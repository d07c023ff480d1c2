// Display formatters
//
//  Copyright (C) 2014-2023 Ryan Specialty, LLC.
//
//  This file is part of Weft.
//
//  This program is free software: you can redistribute it and/or modify
//  it under the terms of the GNU General Public License as published by
//  the Free Software Foundation, either version 3 of the License, or
//  (at your option) any later version.
//
//  This program is distributed in the hope that it will be useful,
//  but WITHOUT ANY WARRANTY; without even the implied warranty of
//  MERCHANTABILITY or FITNESS FOR A PARTICULAR PURPOSE.  See the
//  GNU General Public License for more details.
//
//  You should have received a copy of the GNU General Public License
//  along with this program.  If not, see <http://www.gnu.org/licenses/>.

//! Typed formatting helpers for diagnostic messages.
//!
//! These types create composable formatters for use with [`Display`].
//! Whereas [`Display`] operates on data owned by the type implementing it,
//!   these formatters operate on data provided _to_ them,
//!     which lets diagnostics quote template constructs consistently:
//!
//! ```
//! # use weft::fmt::*;
//! assert_eq!("`@model`", TtDirective::wrap("model").to_string());
//! assert_eq!(
//!     "`<a>` or `<b>`",
//!     OrList::<TtTag>::wrap(&["a", "b"]).to_string()
//! );
//! ```

use std::{
    fmt::{Display, Formatter, Result},
    marker::PhantomData,
};

/// Wrapper for a [`Display`]-able type.
pub trait DisplayWrapper {
    /// Transform inner data and output using the provided [`Formatter`].
    fn fmt<T: Display>(inner: T, f: &mut Formatter) -> Result;

    /// Associate data with a [`DisplayWrapper`] for rendering using
    ///   [`Display`].
    fn wrap<T: Display>(inner: T) -> Wrap<Self, T> {
        Wrap {
            inner,
            _phantom: PhantomData,
        }
    }
}

/// Wrapper with associated data.
pub struct Wrap<W: DisplayWrapper + ?Sized, T: Display> {
    inner: T,
    _phantom: PhantomData<W>,
}

impl<W: DisplayWrapper + ?Sized, T: Display> Display for Wrap<W, T> {
    fn fmt(&self, f: &mut Formatter) -> Result {
        W::fmt(&self.inner, f)
    }
}

/// Markdown-style quote using backticks.
///
/// NB: This does not defend against nested quotes.
pub struct TtQuote;

impl DisplayWrapper for TtQuote {
    fn fmt<T: Display>(inner: T, f: &mut Formatter) -> Result {
        write!(f, "`{inner}`")
    }
}

/// Quoted directive name with its transition,
///   such as `` `@model` ``.
pub struct TtDirective;

impl DisplayWrapper for TtDirective {
    fn fmt<T: Display>(inner: T, f: &mut Formatter) -> Result {
        write!(f, "`@{inner}`")
    }
}

/// Quoted tag name,
///   such as `` `<div>` ``.
pub struct TtTag;

impl DisplayWrapper for TtTag {
    fn fmt<T: Display>(inner: T, f: &mut Formatter) -> Result {
        write!(f, "`<{inner}>`")
    }
}

/// Wrap each item of a list and join them as an English list with a
///   serial comma.
///
/// No conjunction is written for a single item,
///   and the serial comma is omitted for only two items.
pub trait ListDisplayWrapper {
    /// Wrapper applied to each item.
    type Item: DisplayWrapper;

    /// Conjunction preceding the final item.
    const CONJ: &'static str;

    fn fmt<T: Display>(list: &[T], f: &mut Formatter) -> Result {
        let maxi = list.len().saturating_sub(1);

        for (i, x) in list.iter().enumerate() {
            match i {
                0 => (),
                1 if maxi == 1 => write!(f, " {} ", Self::CONJ)?,
                _ if i == maxi => write!(f, ", {} ", Self::CONJ)?,
                _ => f.write_str(", ")?,
            }

            Self::Item::fmt(x, f)?;
        }

        Ok(())
    }

    fn wrap<T: Display>(list: &[T]) -> ListWrap<Self, T> {
        ListWrap {
            list,
            _phantom: PhantomData,
        }
    }
}

/// A list joined by "or".
pub struct OrList<W: DisplayWrapper>(PhantomData<W>);

impl<W: DisplayWrapper> ListDisplayWrapper for OrList<W> {
    type Item = W;
    const CONJ: &'static str = "or";
}

/// List wrapper with associated data.
pub struct ListWrap<'a, W: ListDisplayWrapper + ?Sized, T: Display> {
    list: &'a [T],
    _phantom: PhantomData<W>,
}

impl<'a, W: ListDisplayWrapper + ?Sized, T: Display> Display
    for ListWrap<'a, W, T>
{
    fn fmt(&self, f: &mut Formatter) -> Result {
        W::fmt(self.list, f)
    }
}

===============

[Exercise requirements] Working from the records above, tally the lines that contain "trait" and give only the total.

[Answer section] 2